#### [Information given]
============================================================
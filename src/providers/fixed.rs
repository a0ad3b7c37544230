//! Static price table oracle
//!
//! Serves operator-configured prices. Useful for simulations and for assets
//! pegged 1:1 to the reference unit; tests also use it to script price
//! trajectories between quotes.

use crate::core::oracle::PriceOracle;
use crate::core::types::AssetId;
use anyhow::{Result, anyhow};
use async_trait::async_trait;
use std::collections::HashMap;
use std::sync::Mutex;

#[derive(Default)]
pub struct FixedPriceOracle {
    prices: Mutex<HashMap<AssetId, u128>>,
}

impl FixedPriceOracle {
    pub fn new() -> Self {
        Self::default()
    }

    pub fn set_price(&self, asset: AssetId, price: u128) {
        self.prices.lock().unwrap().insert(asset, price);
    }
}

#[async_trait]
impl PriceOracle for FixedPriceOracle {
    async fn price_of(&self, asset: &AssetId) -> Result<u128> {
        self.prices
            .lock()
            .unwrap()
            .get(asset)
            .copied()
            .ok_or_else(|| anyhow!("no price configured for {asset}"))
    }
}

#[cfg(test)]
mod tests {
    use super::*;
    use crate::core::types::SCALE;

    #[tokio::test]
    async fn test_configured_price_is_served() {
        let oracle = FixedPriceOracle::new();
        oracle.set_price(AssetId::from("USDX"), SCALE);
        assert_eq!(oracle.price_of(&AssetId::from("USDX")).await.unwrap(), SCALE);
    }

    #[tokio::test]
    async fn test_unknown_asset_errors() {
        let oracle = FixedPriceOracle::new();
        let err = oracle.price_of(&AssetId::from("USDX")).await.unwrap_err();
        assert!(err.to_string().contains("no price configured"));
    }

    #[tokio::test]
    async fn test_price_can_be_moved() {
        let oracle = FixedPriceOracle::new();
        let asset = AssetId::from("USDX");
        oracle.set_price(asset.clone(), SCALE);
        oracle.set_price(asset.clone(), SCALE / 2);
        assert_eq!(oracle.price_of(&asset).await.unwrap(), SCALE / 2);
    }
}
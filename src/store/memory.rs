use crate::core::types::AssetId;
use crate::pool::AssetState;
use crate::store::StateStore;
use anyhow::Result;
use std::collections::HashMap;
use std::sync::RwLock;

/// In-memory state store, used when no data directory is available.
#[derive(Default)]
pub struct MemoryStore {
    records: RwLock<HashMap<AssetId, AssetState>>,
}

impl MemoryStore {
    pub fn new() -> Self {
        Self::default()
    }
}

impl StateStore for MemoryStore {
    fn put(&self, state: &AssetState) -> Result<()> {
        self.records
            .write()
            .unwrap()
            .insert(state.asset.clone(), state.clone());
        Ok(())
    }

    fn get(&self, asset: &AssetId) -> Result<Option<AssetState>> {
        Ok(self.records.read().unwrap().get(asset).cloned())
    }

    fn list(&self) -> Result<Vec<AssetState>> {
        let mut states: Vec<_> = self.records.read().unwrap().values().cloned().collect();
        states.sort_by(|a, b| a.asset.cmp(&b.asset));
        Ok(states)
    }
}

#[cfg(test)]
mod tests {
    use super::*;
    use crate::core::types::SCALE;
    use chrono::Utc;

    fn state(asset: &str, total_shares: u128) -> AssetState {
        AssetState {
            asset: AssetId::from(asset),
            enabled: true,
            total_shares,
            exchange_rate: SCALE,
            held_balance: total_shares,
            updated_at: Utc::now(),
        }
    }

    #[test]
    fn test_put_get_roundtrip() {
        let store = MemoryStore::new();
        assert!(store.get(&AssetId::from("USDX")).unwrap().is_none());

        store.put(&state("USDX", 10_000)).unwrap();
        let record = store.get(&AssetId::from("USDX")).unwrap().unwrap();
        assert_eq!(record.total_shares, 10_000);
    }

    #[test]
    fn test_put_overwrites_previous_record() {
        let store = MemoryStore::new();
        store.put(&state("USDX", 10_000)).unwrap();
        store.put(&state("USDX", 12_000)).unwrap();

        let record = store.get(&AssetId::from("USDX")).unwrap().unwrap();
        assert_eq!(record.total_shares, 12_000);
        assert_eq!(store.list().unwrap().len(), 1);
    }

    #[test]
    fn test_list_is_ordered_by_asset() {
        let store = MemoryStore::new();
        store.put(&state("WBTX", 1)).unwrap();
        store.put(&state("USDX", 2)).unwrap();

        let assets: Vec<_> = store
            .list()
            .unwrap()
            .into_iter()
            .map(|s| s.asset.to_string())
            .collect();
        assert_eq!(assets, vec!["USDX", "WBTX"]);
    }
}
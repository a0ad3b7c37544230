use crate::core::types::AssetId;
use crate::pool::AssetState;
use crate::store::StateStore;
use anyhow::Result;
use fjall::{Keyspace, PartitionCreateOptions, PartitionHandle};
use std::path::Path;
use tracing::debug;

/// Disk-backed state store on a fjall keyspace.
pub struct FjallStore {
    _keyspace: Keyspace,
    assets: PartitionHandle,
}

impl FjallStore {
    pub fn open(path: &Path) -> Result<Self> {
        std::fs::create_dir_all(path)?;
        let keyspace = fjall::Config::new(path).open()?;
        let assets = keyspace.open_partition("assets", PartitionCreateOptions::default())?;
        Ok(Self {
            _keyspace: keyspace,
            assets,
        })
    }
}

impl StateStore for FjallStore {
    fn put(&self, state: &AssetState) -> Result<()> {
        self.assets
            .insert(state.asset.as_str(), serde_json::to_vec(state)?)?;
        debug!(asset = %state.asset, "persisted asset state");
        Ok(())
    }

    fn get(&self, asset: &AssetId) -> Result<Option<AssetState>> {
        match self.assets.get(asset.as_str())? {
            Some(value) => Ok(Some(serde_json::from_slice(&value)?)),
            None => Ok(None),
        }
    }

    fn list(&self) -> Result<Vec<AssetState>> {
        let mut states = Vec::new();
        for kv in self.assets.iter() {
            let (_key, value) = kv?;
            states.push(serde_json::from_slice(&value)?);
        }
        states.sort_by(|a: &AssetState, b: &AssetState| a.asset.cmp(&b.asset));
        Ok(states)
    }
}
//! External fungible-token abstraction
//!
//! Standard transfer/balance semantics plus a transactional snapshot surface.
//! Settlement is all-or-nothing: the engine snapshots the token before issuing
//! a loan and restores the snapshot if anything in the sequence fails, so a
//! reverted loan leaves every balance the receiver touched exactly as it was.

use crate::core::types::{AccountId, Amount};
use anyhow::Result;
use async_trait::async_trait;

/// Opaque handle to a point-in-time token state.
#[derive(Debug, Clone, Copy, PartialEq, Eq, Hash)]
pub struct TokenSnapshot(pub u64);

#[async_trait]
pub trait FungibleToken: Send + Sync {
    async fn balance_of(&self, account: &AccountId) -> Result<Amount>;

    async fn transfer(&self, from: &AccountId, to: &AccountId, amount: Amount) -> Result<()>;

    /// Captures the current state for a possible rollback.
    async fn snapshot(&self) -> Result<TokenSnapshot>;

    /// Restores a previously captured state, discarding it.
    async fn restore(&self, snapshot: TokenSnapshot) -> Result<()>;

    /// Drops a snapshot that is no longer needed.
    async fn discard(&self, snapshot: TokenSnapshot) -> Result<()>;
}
============================================================
#### [Assigned task]
What belongs in the answer is each line of the data that has the word "impl".

#### [Your response]
impl FixedPriceOracle {
impl PriceOracle for FixedPriceOracle {
impl MemoryStore {
impl StateStore for MemoryStore {
impl FjallStore {
impl StateStore for FjallStore {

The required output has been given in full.